Sophie and her father Renny founded the Green Backyard six years ago. The land had been used as allotments for 50 years and had become disused.
But father and daughter worked hard with supporters to transform the site into one that is used by thousands of people every year, becoming a venue for education, events and the arts.
Chairman of the board of trustees, Rich Hill said: “When we have secured the site we will begin to build our education centre, a community cafe and office space for start-up enterprises using the best in sustainable architecture, with the garden, and all the good work that takes place within it, remaining at the heart of everything we do.
“We will be a flagship project that builds strong and supportive communities across this city we love.
“You can get involved in the campaign to save the Green Backyard by donating, or holding your own fundraising event.”
Jonathan Lewis, the council’s assistant director for corporate property, said: “In September we gave the group six weeks to express an interest to purchase the land and made it clear after this time the site would be put up for sale. The group has a further six months to find the funds.
“The site has now been put up for sale by informal tender and we will be taking bids until 16 January 2015. If the Green Backyard is unable to provide the funds by March 12, 2015, we will enter into negotiations with the winner of the tender process.”
Related: Race to find £750k to save pioneering Green Backyard project, 12 September
Eden Project boss makes first donation
The campaign to save the Green Backyard has been given the full support of Sir Tim Smit, the founder of the award-winning Eden Project, which has contributed £1 billion to the Cornish economy.
Sir Tim has donated £10 to save the first square foot of the London Road site.
He said: “I’ve bought a little piece of the Green Backyard because it matters. I’m really proud of what’s been achieved up there.

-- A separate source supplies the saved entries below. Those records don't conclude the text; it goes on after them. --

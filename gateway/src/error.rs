//! API error taxonomy for the gateway.
//!
//! The router surfaces classified failures without wrapping; this module
//! translates them to HTTP per the external contract. Failure bodies carry a
//! stable `error` phrase and an optional non-sensitive `details` hint.

use axum::http::StatusCode;
use axum::response::{IntoResponse, Response};
use axum::Json;

use modelmesh_common::ErrorBody;

use crate::auth::AuthError;
use crate::routing::RouterError;

#[derive(Debug, thiserror::Error)]
pub enum ApiError {
    #[error("invalid request: {0}")]
    InvalidRequest(String),
    #[error("unauthenticated: {0}")]
    Unauthenticated(String),
    #[error("rate limit exceeded")]
    Throttled,
    #[error("model not found: {0}")]
    ModelNotFound(String),
    #[error("job not found: {0}")]
    JobNotFound(String),
    #[error("no healthy backend: {0}")]
    NoHealthyBackend(String),
    #[error("backend failure: {0}")]
    BackendFailure(String),
    #[error("internal error: {0}")]
    Internal(String),
}

impl ApiError {
    fn status(&self) -> StatusCode {
        match self {
            ApiError::InvalidRequest(_) => StatusCode::BAD_REQUEST,
            ApiError::Unauthenticated(_) => StatusCode::UNAUTHORIZED,
            ApiError::Throttled => StatusCode::TOO_MANY_REQUESTS,
            ApiError::ModelNotFound(_) | ApiError::JobNotFound(_) => StatusCode::NOT_FOUND,
            ApiError::NoHealthyBackend(_) => StatusCode::SERVICE_UNAVAILABLE,
            ApiError::BackendFailure(_) => StatusCode::BAD_GATEWAY,
            ApiError::Internal(_) => StatusCode::INTERNAL_SERVER_ERROR,
        }
    }

    fn body(&self) -> ErrorBody {
        match self {
            ApiError::InvalidRequest(details) => {
                ErrorBody::with_details("invalid request", details.clone())
            }
            ApiError::Unauthenticated(details) => {
                ErrorBody::with_details("unauthenticated", details.clone())
            }
            ApiError::Throttled => ErrorBody::new("rate limit exceeded"),
            ApiError::ModelNotFound(target) => {
                ErrorBody::with_details("model not found", target.clone())
            }
            ApiError::JobNotFound(id) => ErrorBody::with_details("job not found", id.clone()),
            ApiError::NoHealthyBackend(target) => {
                ErrorBody::with_details("no healthy backend", target.clone())
            }
            // Backend internals stay out of client-visible bodies.
            ApiError::BackendFailure(_) => ErrorBody::new("inference failed"),
            ApiError::Internal(_) => ErrorBody::new("internal error"),
        }
    }

    /// Label used for the request-status metric.
    pub fn metric_label(&self) -> &'static str {
        match self {
            ApiError::InvalidRequest(_) => "invalid_request",
            ApiError::Unauthenticated(_) => "unauthenticated",
            ApiError::Throttled => "throttled",
            ApiError::ModelNotFound(_) => "model_not_found",
            ApiError::JobNotFound(_) => "job_not_found",
            ApiError::NoHealthyBackend(_) => "backend_unavailable",
            ApiError::BackendFailure(_) => "backend_failure",
            ApiError::Internal(_) => "internal_error",
        }
    }
}

impl IntoResponse for ApiError {
    fn into_response(self) -> Response {
        if let ApiError::Internal(reason) = &self {
            tracing::error!("internal error: {}", reason);
        }
        (self.status(), Json(self.body())).into_response()
    }
}

impl From<AuthError> for ApiError {
    fn from(err: AuthError) -> Self {
        ApiError::Unauthenticated(err.to_string())
    }
}

impl From<RouterError> for ApiError {
    fn from(err: RouterError) -> Self {
        match err {
            RouterError::UnknownTarget(target) => ApiError::ModelNotFound(target),
            RouterError::NoHealthyBackend(target) => ApiError::NoHealthyBackend(target),
            RouterError::BackendFailure(reason) => ApiError::BackendFailure(reason),
            RouterError::BackendRejected { status, body } => {
                ApiError::BackendFailure(format!("backend rejected with status {}: {}", status, body))
            }
            RouterError::InvalidPayload(reason) => ApiError::InvalidRequest(reason),
        }
    }
}

impl From<modelmesh_common::JobStoreError> for ApiError {
    fn from(err: modelmesh_common::JobStoreError) -> Self {
        match err {
            modelmesh_common::JobStoreError::NotFound(id) => ApiError::JobNotFound(id),
            other => ApiError::Internal(other.to_string()),
        }
    }
}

“It’s actually individual people ganging together to save a really valuable piece of nature, for everybody.
“So if you care about the natural world, if you care about places where people can come together and learn about our dependence on the natural world and grow things then put your hand in your pocket, it’s only a tenner, and once we’ve got the money it will belong to all of us, forever. Isn’t that a great deal?”
He added: “I urge councillors and officers charged with taking such an important decision to think long and hard before they act.
“They may regret damaging a fledgling that might yet develop into the soaring bird that will represent the new dawn for Peterborough as one of Europe’s greenest places.”
Carly Leonard, chief executive of Peterborough Environment City Trust, said: “The Green Backyard brings people together to learn new skills, get healthier, appreciate the natural environment and to have fun.
She added: “It’s such a valuable community resource.”
Factfile: the Green Backyard
The Green Backyard was created in 2009 by father and daughter team Renny and Sophie Antonelli.
It is run by volunteers and quickly become a favourite for many city people.
The 2.3 acre site had previously been allotments for 50 years but had fallen into disuse.
September 2010 the site is host to a live arts jam featuring 40 artists.
In 2011 classrooms and workshops had to be pulled down so new power lines could replace ageing underground cables.
In 2013 the site was made an Asset of Community Value by landowners Peterborough City Council.
In May 2014 Renny and Sophie were included in a national newspaper’s Happy List for the work they had put into the community.
October 2014 the council reveals it plans to sell the site as prime development land.
A herculean effort starts by the Green Backyard to raise the finances to buy the site off the council.